• Work order:
Show each line from the listing that includes the word "stop".
--- Records shown Enclosed Below ---
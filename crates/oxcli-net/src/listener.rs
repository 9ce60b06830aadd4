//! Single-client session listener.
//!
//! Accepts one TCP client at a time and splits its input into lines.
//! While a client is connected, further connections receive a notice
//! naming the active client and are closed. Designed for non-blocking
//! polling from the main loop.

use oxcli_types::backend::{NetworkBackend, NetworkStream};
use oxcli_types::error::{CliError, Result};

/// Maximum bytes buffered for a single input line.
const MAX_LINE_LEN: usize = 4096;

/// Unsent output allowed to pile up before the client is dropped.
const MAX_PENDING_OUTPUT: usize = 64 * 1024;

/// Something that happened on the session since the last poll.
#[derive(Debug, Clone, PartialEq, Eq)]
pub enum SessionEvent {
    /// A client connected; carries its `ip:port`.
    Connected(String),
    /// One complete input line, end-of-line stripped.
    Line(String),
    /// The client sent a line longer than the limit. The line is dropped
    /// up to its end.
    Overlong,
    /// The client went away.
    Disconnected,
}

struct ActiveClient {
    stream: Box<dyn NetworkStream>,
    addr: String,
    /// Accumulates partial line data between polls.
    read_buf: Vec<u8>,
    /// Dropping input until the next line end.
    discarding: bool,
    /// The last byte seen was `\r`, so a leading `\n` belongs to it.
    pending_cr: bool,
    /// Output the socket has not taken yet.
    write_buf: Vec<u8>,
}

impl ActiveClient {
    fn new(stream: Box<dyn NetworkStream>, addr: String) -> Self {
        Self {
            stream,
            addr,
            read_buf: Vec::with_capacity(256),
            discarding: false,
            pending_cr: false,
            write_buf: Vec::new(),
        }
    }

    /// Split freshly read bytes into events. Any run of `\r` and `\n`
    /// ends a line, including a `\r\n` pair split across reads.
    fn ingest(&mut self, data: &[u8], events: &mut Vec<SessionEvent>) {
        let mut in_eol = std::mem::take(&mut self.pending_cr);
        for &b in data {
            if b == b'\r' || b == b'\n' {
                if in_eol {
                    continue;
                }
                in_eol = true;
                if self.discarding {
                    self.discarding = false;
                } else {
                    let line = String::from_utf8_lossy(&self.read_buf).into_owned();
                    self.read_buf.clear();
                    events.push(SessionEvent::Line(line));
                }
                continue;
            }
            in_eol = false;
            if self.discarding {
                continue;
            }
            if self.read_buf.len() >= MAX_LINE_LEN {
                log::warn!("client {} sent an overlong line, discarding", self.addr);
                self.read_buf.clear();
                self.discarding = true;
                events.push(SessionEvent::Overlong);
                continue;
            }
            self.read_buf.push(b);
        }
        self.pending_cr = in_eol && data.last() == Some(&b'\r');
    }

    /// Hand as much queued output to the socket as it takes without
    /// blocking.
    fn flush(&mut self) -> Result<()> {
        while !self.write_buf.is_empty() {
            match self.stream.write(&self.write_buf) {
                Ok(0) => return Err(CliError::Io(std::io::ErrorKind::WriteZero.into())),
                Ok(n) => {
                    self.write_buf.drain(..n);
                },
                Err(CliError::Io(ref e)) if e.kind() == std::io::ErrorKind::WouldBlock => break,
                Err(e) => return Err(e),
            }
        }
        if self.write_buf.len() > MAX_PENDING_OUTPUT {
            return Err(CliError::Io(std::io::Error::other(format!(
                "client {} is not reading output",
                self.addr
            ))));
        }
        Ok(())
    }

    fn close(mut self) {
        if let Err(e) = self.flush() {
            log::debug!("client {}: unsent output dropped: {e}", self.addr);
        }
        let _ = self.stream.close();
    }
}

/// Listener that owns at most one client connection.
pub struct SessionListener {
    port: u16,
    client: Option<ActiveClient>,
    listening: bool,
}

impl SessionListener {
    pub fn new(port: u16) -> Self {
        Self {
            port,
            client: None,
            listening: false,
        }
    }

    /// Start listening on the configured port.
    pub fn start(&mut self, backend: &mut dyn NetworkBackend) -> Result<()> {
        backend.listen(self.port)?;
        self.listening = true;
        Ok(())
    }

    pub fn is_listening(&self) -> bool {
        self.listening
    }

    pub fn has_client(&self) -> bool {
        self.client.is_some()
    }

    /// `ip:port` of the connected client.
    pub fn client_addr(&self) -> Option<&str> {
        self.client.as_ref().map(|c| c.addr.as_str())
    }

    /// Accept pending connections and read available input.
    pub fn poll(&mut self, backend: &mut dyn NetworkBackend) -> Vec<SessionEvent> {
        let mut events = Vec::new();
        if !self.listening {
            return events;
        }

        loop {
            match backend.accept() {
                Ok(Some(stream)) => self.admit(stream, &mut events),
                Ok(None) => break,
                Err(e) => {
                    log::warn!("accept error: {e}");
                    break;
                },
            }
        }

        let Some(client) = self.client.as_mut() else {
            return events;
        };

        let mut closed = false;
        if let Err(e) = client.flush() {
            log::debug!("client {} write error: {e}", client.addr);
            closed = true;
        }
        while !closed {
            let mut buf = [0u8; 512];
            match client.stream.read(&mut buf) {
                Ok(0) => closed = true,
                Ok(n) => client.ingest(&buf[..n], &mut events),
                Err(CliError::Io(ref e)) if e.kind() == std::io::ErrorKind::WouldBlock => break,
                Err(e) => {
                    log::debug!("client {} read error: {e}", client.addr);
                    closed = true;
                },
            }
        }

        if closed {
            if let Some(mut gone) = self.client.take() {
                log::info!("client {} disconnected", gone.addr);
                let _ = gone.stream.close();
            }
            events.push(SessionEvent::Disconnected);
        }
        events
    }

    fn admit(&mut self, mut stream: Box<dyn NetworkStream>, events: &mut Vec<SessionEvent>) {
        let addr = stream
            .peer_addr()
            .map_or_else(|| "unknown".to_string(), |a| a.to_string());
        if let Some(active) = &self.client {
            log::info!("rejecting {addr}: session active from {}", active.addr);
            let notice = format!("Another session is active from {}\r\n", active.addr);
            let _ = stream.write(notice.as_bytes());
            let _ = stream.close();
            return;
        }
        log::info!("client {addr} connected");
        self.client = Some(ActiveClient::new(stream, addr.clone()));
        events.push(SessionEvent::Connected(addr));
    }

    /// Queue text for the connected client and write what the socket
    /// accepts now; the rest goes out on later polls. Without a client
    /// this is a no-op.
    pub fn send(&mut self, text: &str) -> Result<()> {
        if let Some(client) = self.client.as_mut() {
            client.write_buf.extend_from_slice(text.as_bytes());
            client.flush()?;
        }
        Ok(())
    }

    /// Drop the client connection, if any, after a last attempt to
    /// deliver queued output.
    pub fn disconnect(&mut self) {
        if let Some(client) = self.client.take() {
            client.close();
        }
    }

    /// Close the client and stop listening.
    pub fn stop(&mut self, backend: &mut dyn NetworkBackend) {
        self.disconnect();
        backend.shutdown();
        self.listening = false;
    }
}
--- End of Enclosed Records shown ---
• Expected answer:
    /// Close the client and stop listening.
    pub fn stop(&mut self, backend: &mut dyn NetworkBackend) {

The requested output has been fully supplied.